Can the data below be echoed back word for word?

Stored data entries
□ □ □

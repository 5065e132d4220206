//! Admin API service - signs, sends, classifies and paginates requests

use std::sync::Arc;

use chrono::{DateTime, Utc};
use duoadmin_domain::constants::{DEFAULT_DATE_HEADER, LIMIT_PARAM, OFFSET_PARAM, PING_PATH};
use duoadmin_domain::{ClientConfig, HttpMethod, RequestParams, RequestSummary, Result};
use serde::de::DeserializeOwned;
use serde_json::Value;
use tracing::{debug, instrument, warn};

use super::ports::{Clock, SystemClock, Transport};
use crate::credentials::CredentialStore;
use crate::pagination::{fetch_all, page_fn};
use crate::response::{classify, decode_items, decode_payload};
use crate::retry::RetryPolicy;
use crate::signing::canonical::validate_path;
use crate::signing::{RequestSigner, SignedRequest};

/// Admin API service
///
/// Every attempt of every request is signed with a fresh timestamp from the
/// clock. Requests issued through one service are independent; there is no
/// ordering between concurrent callers.
pub struct AdminService {
    transport: Arc<dyn Transport>,
    credentials: Arc<CredentialStore>,
    clock: Arc<dyn Clock>,
    retry: RetryPolicy,
    date_header: String,
}

impl AdminService {
    pub fn new(transport: Arc<dyn Transport>, credentials: Arc<CredentialStore>) -> Self {
        Self {
            transport,
            credentials,
            clock: Arc::new(SystemClock),
            retry: RetryPolicy::default(),
            date_header: DEFAULT_DATE_HEADER.to_string(),
        }
    }

    pub fn with_clock(mut self, clock: Arc<dyn Clock>) -> Self {
        self.clock = clock;
        self
    }

    pub fn with_retry_policy(mut self, retry: RetryPolicy) -> Self {
        self.retry = retry;
        self
    }

    pub fn with_date_header(mut self, name: impl Into<String>) -> Self {
        self.date_header = name.into();
        self
    }

    /// Apply retry and header settings from a loaded configuration.
    pub fn with_config(self, config: &ClientConfig) -> Self {
        self.with_retry_policy(config.retry.into()).with_date_header(config.date_header.clone())
    }

    pub fn credentials(&self) -> &Arc<CredentialStore> {
        &self.credentials
    }

    /// Sign and send one request, returning the `response` payload.
    #[instrument(skip(self, params), fields(method = %method, path = %path))]
    pub async fn request(&self, method: HttpMethod, path: &str, params: RequestParams) -> Result<Value> {
        let credentials = self.credentials.get()?;
        let signer = RequestSigner::new(&credentials, &self.date_header);

        self.execute(method, |now| signer.sign_request(method, path, params.clone(), now)).await
    }

    /// Like [`request`](Self::request), decoding the payload into `T`.
    pub async fn request_as<T: DeserializeOwned>(
        &self,
        method: HttpMethod,
        path: &str,
        params: RequestParams,
    ) -> Result<T> {
        let summary = RequestSummary::new(method.as_str(), path, params.as_map().clone());
        let payload = self.request(method, path, params).await?;
        decode_payload(payload, &summary)
    }

    /// Fetch every page of a listing endpoint.
    ///
    /// `limit` and `offset` are added to `params` for each page. The result is
    /// all-or-nothing.
    #[instrument(skip(self, params), fields(method = %method, path = %path))]
    pub async fn request_all<T: DeserializeOwned + Send>(
        &self,
        method: HttpMethod,
        path: &str,
        params: RequestParams,
        page_size: usize,
    ) -> Result<Vec<T>> {
        let service = self;
        let base = &params;
        let source = page_fn(move |offset: usize| {
            let page_params = base
                .clone()
                .with(LIMIT_PARAM, page_size.to_string())
                .with(OFFSET_PARAM, offset.to_string());
            let summary = RequestSummary::new(method.as_str(), path, page_params.as_map().clone());
            async move {
                let payload = service.request(method, path, page_params).await?;
                decode_items(payload, &summary)
            }
        });

        fetch_all(source, page_size).await
    }

    /// Send a request without authentication headers (e.g. the ping endpoint).
    #[instrument(skip(self, params), fields(method = %method, path = %path))]
    pub async fn request_unsigned(
        &self,
        method: HttpMethod,
        path: &str,
        params: RequestParams,
    ) -> Result<Value> {
        let path = path.trim();
        validate_path(path)?;
        let credentials = self.credentials.get()?;
        let request = SignedRequest::unsigned(method, credentials.api_host(), path, params);

        self.execute(method, |_| Ok(request.clone())).await
    }

    /// Liveness check; needs only the API host.
    pub async fn ping(&self) -> Result<Value> {
        self.request_unsigned(HttpMethod::Get, PING_PATH, RequestParams::new()).await
    }

    async fn execute<B>(&self, method: HttpMethod, build: B) -> Result<Value>
    where
        B: Fn(DateTime<Utc>) -> Result<SignedRequest> + Send,
    {
        let mut attempt = 1u32;
        loop {
            let request = build(self.clock.now())?;
            match self.exchange(&request).await {
                Ok(payload) => {
                    debug!(attempt, "request succeeded");
                    return Ok(payload);
                }
                Err(err) if self.retry.should_retry(&err, method, attempt) => {
                    warn!(attempt, error = %err, "request failed, retrying");
                    self.retry.wait(attempt).await;
                    attempt += 1;
                }
                Err(err) => {
                    debug!(attempt, error = %err, "request failed");
                    return Err(err);
                }
            }
        }
    }

    async fn exchange(&self, request: &SignedRequest) -> Result<Value> {
        let raw = self.transport.send(request).await?;
        classify(&raw, &request.summary())
    }
}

□ □ □

> [Exercise result]:
repository 5065e132d4220206
//! Admin API service - signs, sends, classifies and paginates requests

use std::sync::Arc;

use chrono::{DateTime, Utc};
use duoadmin_domain::constants::{DEFAULT_DATE_HEADER, LIMIT_PARAM, OFFSET_PARAM, PING_PATH};
use duoadmin_domain::{ClientConfig, HttpMethod, RequestParams, RequestSummary, Result};
use serde::de::DeserializeOwned;
use serde_json::Value;
use tracing::{debug, instrument, warn};

use super::ports::{Clock, SystemClock, Transport};
use crate::credentials::CredentialStore;
use crate::pagination::{fetch_all, page_fn};
use crate::response::{classify, decode_items, decode_payload};
use crate::retry::RetryPolicy;
use crate::signing::canonical::validate_path;
use crate::signing::{RequestSigner, SignedRequest};

/// Admin API service
///
/// Every attempt of every request is signed with a fresh timestamp from the
/// clock. Requests issued through one service are independent; there is no
/// ordering between concurrent callers.
pub struct AdminService {
    transport: Arc<dyn Transport>,
    credentials: Arc<CredentialStore>,
    clock: Arc<dyn Clock>,
    retry: RetryPolicy,
    date_header: String,
}

impl AdminService {
    pub fn new(transport: Arc<dyn Transport>, credentials: Arc<CredentialStore>) -> Self {
        Self {
            transport,
            credentials,
            clock: Arc::new(SystemClock),
            retry: RetryPolicy::default(),
            date_header: DEFAULT_DATE_HEADER.to_string(),
        }
    }

    pub fn with_clock(mut self, clock: Arc<dyn Clock>) -> Self {
        self.clock = clock;
        self
    }

    pub fn with_retry_policy(mut self, retry: RetryPolicy) -> Self {
        self.retry = retry;
        self
    }

    pub fn with_date_header(mut self, name: impl Into<String>) -> Self {
        self.date_header = name.into();
        self
    }

    /// Apply retry and header settings from a loaded configuration.
    pub fn with_config(self, config: &ClientConfig) -> Self {
        self.with_retry_policy(config.retry.into()).with_date_header(config.date_header.clone())
    }

    pub fn credentials(&self) -> &Arc<CredentialStore> {
        &self.credentials
    }

    /// Sign and send one request, returning the `response` payload.
    #[instrument(skip(self, params), fields(method = %method, path = %path))]
    pub async fn request(&self, method: HttpMethod, path: &str, params: RequestParams) -> Result<Value> {
        let credentials = self.credentials.get()?;
        let signer = RequestSigner::new(&credentials, &self.date_header);

        self.execute(method, |now| signer.sign_request(method, path, params.clone(), now)).await
    }

    /// Like [`request`](Self::request), decoding the payload into `T`.
    pub async fn request_as<T: DeserializeOwned>(
        &self,
        method: HttpMethod,
        path: &str,
        params: RequestParams,
    ) -> Result<T> {
        let summary = RequestSummary::new(method.as_str(), path, params.as_map().clone());
        let payload = self.request(method, path, params).await?;
        decode_payload(payload, &summary)
    }

    /// Fetch every page of a listing endpoint.
    ///
    /// `limit` and `offset` are added to `params` for each page. The result is
    /// all-or-nothing.
    #[instrument(skip(self, params), fields(method = %method, path = %path))]
    pub async fn request_all<T: DeserializeOwned + Send>(
        &self,
        method: HttpMethod,
        path: &str,
        params: RequestParams,
        page_size: usize,
    ) -> Result<Vec<T>> {
        let service = self;
        let base = &params;
        let source = page_fn(move |offset: usize| {
            let page_params = base
                .clone()
                .with(LIMIT_PARAM, page_size.to_string())
                .with(OFFSET_PARAM, offset.to_string());
            let summary = RequestSummary::new(method.as_str(), path, page_params.as_map().clone());
            async move {
                let payload = service.request(method, path, page_params).await?;
                decode_items(payload, &summary)
            }
        });

        fetch_all(source, page_size).await
    }

    /// Send a request without authentication headers (e.g. the ping endpoint).
    #[instrument(skip(self, params), fields(method = %method, path = %path))]
    pub async fn request_unsigned(
        &self,
        method: HttpMethod,
        path: &str,
        params: RequestParams,
    ) -> Result<Value> {
        let path = path.trim();
        validate_path(path)?;
        let credentials = self.credentials.get()?;
        let request = SignedRequest::unsigned(method, credentials.api_host(), path, params);

        self.execute(method, |_| Ok(request.clone())).await
    }

    /// Liveness check; needs only the API host.
    pub async fn ping(&self) -> Result<Value> {
        self.request_unsigned(HttpMethod::Get, PING_PATH, RequestParams::new()).await
    }

    async fn execute<B>(&self, method: HttpMethod, build: B) -> Result<Value>
    where
        B: Fn(DateTime<Utc>) -> Result<SignedRequest> + Send,
    {
        let mut attempt = 1u32;
        loop {
            let request = build(self.clock.now())?;
            match self.exchange(&request).await {
                Ok(payload) => {
                    debug!(attempt, "request succeeded");
                    return Ok(payload);
                }
                Err(err) if self.retry.should_retry(&err, method, attempt) => {
                    warn!(attempt, error = %err, "request failed, retrying");
                    self.retry.wait(attempt).await;
                    attempt += 1;
                }
                Err(err) => {
                    debug!(attempt, error = %err, "request failed");
                    return Err(err);
                }
            }
        }
    }

    async fn exchange(&self, request: &SignedRequest) -> Result<Value> {
        let raw = self.transport.send(request).await?;
        classify(&raw, &request.summary())
    }
}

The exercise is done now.